Selang 10 hari kemudian, dua pelaku lain berinisial MH dan MT juga ditangkap dengan modus yang identik. Kali ini, petugas menemukan sabu seberat 3.984 gram di tubuh para pelaku.

“Ini membuktikan bahwa Kalimantan Timur tidak hanya menjadi daerah transit, tetapi juga sasaran jaringan narkotika internasional,” tegas Bonifasio.

Dengan demikian, total barang bukti dari dua kejadian ini mencapai 5.924 gram sabu. Semua tersangka kini ditahan di Kantor BNNP Kaltim dan akan dijerat dengan Pasal 114 ayat (2), Pasal 132 ayat (1), dan Pasal 112 ayat (2) UU No. 35 Tahun 2009 tentang Narkotika.

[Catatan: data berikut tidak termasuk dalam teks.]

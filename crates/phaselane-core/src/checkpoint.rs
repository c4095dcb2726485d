//! Independent review checkpoints.
//!
//! Each checkpoint names a source phase whose deliverables are reviewed by a
//! different agent running in a freshly built, isolated execution context.
//! Reviewer output is normalized so that malformed answers still produce a
//! `revise` outcome instead of failing the checkpoint.

use chrono::Utc;
use serde::Serialize;
use serde_json::{json, Map, Value};
use std::collections::BTreeMap;
use std::sync::Arc;

use crate::error::{PhaselaneError, Result};
use crate::logger::StructuredLogger;
use crate::parser::parse_structured;
use crate::policy::PolicyGate;
use crate::services::Services;
use crate::types::{LaneKey, Phase, ReviewOutcome, ReviewStatus};

pub const STORY_CONTEXT_VALIDATION: &str = "story_context_validation";

const INVALID_JSON_SUMMARY: &str = "Reviewer response was not valid JSON.";
const UNAVAILABLE_SUMMARY: &str = "Reviewer response unavailable.";

// ---------------------------------------------------------------------------
// Registry
// ---------------------------------------------------------------------------

#[derive(Debug, Clone, PartialEq, Serialize)]
#[serde(rename_all = "camelCase")]
pub struct CheckpointConfig {
    pub name: &'static str,
    pub title: &'static str,
    pub source_phase: Phase,
    pub reviewing_agent: &'static str,
    pub lane: &'static str,
    #[serde(skip_serializing_if = "Option::is_none")]
    pub deliverable_key_allowlist: Option<&'static [&'static str]>,
    pub instructions: &'static str,
}

static CHECKPOINTS: [CheckpointConfig; 3] = [
    CheckpointConfig {
        name: "pm_plan_review",
        title: "Product Plan Review",
        source_phase: Phase::Pm,
        reviewing_agent: "architect",
        lane: "review",
        deliverable_key_allowlist: Some(&["prd", "requirements", "scope"]),
        instructions: "Review the product plan for completeness, feasibility and testable \
acceptance criteria. Respond with JSON: {\"status\": \"approve\"|\"revise\"|\"block\", \
\"summary\": string, \"risks\": string[], \"followUp\": string[]}.",
    },
    CheckpointConfig {
        name: "architecture_design_review",
        title: "Architecture Design Review",
        source_phase: Phase::Architect,
        reviewing_agent: "qa",
        lane: "review",
        deliverable_key_allowlist: Some(&["architecture", "tech_stack", "data_model"]),
        instructions: "Review the architecture for testability, operational risk and gaps \
against the product plan. Respond with JSON: {\"status\": \"approve\"|\"revise\"|\"block\", \
\"summary\": string, \"risks\": string[], \"followUp\": string[]}.",
    },
    CheckpointConfig {
        name: "story_scope_review",
        title: "Story Scope Review",
        source_phase: Phase::Sm,
        reviewing_agent: "po",
        lane: "review",
        deliverable_key_allowlist: None,
        instructions: "Check that every story is small enough for one iteration, traces to \
the product plan and has acceptance criteria. Respond with JSON: {\"status\": \
\"approve\"|\"revise\"|\"block\", \"summary\": string, \"risks\": string[], \"followUp\": \
string[]}.",
    },
];

static STORY_CONTEXT_VALIDATION_CONFIG: CheckpointConfig = CheckpointConfig {
    name: STORY_CONTEXT_VALIDATION,
    title: "Story Context Validation",
    source_phase: Phase::Sm,
    reviewing_agent: "po",
    lane: "review",
    deliverable_key_allowlist: Some(&["stories", "story_context", "acceptance_criteria"]),
    instructions: "Before development starts, confirm the next story carries enough context \
(requirements, architecture references, acceptance criteria) to be implemented without \
guessing. Respond with JSON: {\"status\": \"approve\"|\"revise\"|\"block\", \"summary\": \
string, \"risks\": string[], \"followUp\": string[]}.",
};

/// The public checkpoint registry.
pub fn checkpoints() -> &'static [CheckpointConfig] {
    &CHECKPOINTS
}

pub fn find_checkpoint(name: &str) -> Option<&'static CheckpointConfig> {
    CHECKPOINTS.iter().find(|c| c.name == name)
}

pub fn story_context_validation_config() -> &'static CheckpointConfig {
    &STORY_CONTEXT_VALIDATION_CONFIG
}

// ---------------------------------------------------------------------------
// Normalization
// ---------------------------------------------------------------------------

/// Turns whatever a reviewer returned into an object with a valid status.
pub fn normalize_review_payload(raw: &Value) -> Map<String, Value> {
    let parsed = match raw {
        Value::String(text) => match parse_structured(text) {
            Ok(v) => v,
            Err(_) => return fallback(INVALID_JSON_SUMMARY, raw),
        },
        other => other.clone(),
    };
    let Value::Object(mut map) = parsed else {
        return fallback(UNAVAILABLE_SUMMARY, raw);
    };
    let status = ReviewStatus::from_payload(map.get("status"));
    map.insert("status".to_string(), json!(status.as_str()));
    map
}

fn fallback(summary: &str, raw: &Value) -> Map<String, Value> {
    let mut map = Map::new();
    map.insert("status".to_string(), json!(ReviewStatus::Revise.as_str()));
    map.insert("summary".to_string(), json!(summary));
    map.insert("raw".to_string(), raw.clone());
    map
}

fn string_list(value: Option<&Value>) -> Vec<String> {
    match value {
        Some(Value::Array(items)) => items
            .iter()
            .map(|item| match item {
                Value::String(s) => s.clone(),
                other => other.to_string(),
            })
            .collect(),
        Some(Value::String(s)) if !s.trim().is_empty() => vec![s.clone()],
        _ => Vec::new(),
    }
}

// ---------------------------------------------------------------------------
// Runner
// ---------------------------------------------------------------------------

#[derive(Debug, Clone, Serialize)]
pub struct CheckpointRun {
    pub checkpoint: String,
    pub record: ReviewOutcome,
}

pub struct ReviewCheckpointRunner {
    policy: Arc<dyn PolicyGate>,
    logger: StructuredLogger,
}

impl ReviewCheckpointRunner {
    pub fn new(policy: Arc<dyn PolicyGate>, logger: StructuredLogger) -> Self {
        Self {
            policy,
            logger: logger.child(json!({"component": "review_checkpoint"})),
        }
    }

    pub async fn run_review_checkpoint(
        &self,
        services: &Services,
        name: &str,
        notes: Option<&str>,
    ) -> Result<CheckpointRun> {
        let config =
            find_checkpoint(name).ok_or_else(|| PhaselaneError::UnknownCheckpoint(name.into()))?;
        self.policy
            .ensure_operation_allowed(
                "run_review_checkpoint",
                &json!({"checkpoint": config.name, "phase": config.source_phase}),
            )
            .await?;
        self.execute(services, config, LaneKey::new(config.lane), notes, None)
            .await
    }

    /// Runs the story context validation on `lane`. The caller is
    /// responsible for the policy check, which differs between the
    /// pre-transition and manual entry points.
    pub async fn run_story_context_validation(
        &self,
        services: &Services,
        lane: &LaneKey,
        trigger: &str,
        notes: Option<&str>,
    ) -> Result<CheckpointRun> {
        self.execute(
            services,
            story_context_validation_config(),
            lane.clone(),
            notes,
            Some(trigger),
        )
        .await
    }

    async fn execute(
        &self,
        services: &Services,
        config: &CheckpointConfig,
        lane: LaneKey,
        notes: Option<&str>,
        trigger: Option<&str>,
    ) -> Result<CheckpointRun> {
        let elapsed = StructuredLogger::start_timer();

        let reviewer = services.reviewers.isolated(&lane).await?;
        let snapshot = services.store.snapshot().await?;
        let mut deliverables = services.store.deliverables(config.source_phase).await?;
        if let Some(allowed) = config.deliverable_key_allowlist {
            deliverables.retain(|key, _| allowed.contains(&key.as_str()));
        }

        let payload = json!({
            "task": config.instructions,
            "checkpoint": config.name,
            "reviewerTitle": config.title,
            "projectSnapshot": snapshot,
            "phaseDeliverables": deliverables,
            "additionalNotes": notes.unwrap_or(""),
        });
        let raw = reviewer.invoke(config.reviewing_agent, payload).await?;
        let normalized = normalize_review_payload(&raw);

        let record = ReviewOutcome {
            phase: config.source_phase,
            reviewer: config.reviewing_agent.to_string(),
            lane: lane.clone(),
            status: ReviewStatus::from_payload(normalized.get("status")),
            summary: normalized
                .get("summary")
                .and_then(Value::as_str)
                .unwrap_or_default()
                .to_string(),
            risks: string_list(normalized.get("risks")),
            follow_up: string_list(
                normalized
                    .get("followUp")
                    .or_else(|| normalized.get("follow_up")),
            ),
            additional_notes: notes.filter(|n| !n.trim().is_empty()).map(str::to_string),
            trigger: trigger.map(str::to_string),
            raw_outcome: Value::Object(normalized),
            recorded_at: Utc::now(),
        };
        services
            .store
            .save_review_outcome(config.name, &record)
            .await?;

        let duration_ms = elapsed();
        self.logger.info(
            "review_checkpoint_completed",
            json!({
                "checkpoint": config.name,
                "status": record.status.as_str(),
                "reviewer": record.reviewer,
                "lane": lane.as_str(),
                "trigger": trigger,
                "durationMs": duration_ms,
            }),
        );
        let mut attributes = BTreeMap::new();
        attributes.insert("checkpoint".to_string(), config.name.to_string());
        attributes.insert("status".to_string(), record.status.as_str().to_string());
        self.logger
            .record_timing("review.checkpoint", duration_ms, attributes);

        Ok(CheckpointRun {
            checkpoint: config.name.to_string(),
            record,
        })
    }
}

// ---------------------------------------------------------------------------
// Tests
// ---------------------------------------------------------------------------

Tak berhenti pada jaringan WNA, BNNP Kaltim juga mengungkap sejumlah kasus lain dari Mei hingga Juni 2025:

  • 7 Mei: Pria berinisial A ditangkap di Balikpapan Barat dengan 576,89 gram sabu. Pengembangan berujung pada penangkapan D dan R di Kalimantan Utara.

  • 12 Mei: Tiga perempuan asal Aceh membawa 1.461 gram sabu yang disembunyikan di paha, ditangkap di Bandara Sepinggan.

  • 6 Juni: Dua pria bawa 3.755 gram sabu dari Tanjung Selor ke Samarinda naik motor.

  • 16 Juni: 508 butir ekstasi dari Jakarta ke Samarinda ditemukan dalam paket ekspedisi.

“Pengungkapan ini adalah hasil sinergi dengan Bea Cukai, AVSEC bandara, maskapai, hingga masyarakat. Ini sekaligus peringatan bagi siapa pun yang mencoba menjadikan Kaltim sebagai jalur atau pasar narkotika,” tegas Bonifasio.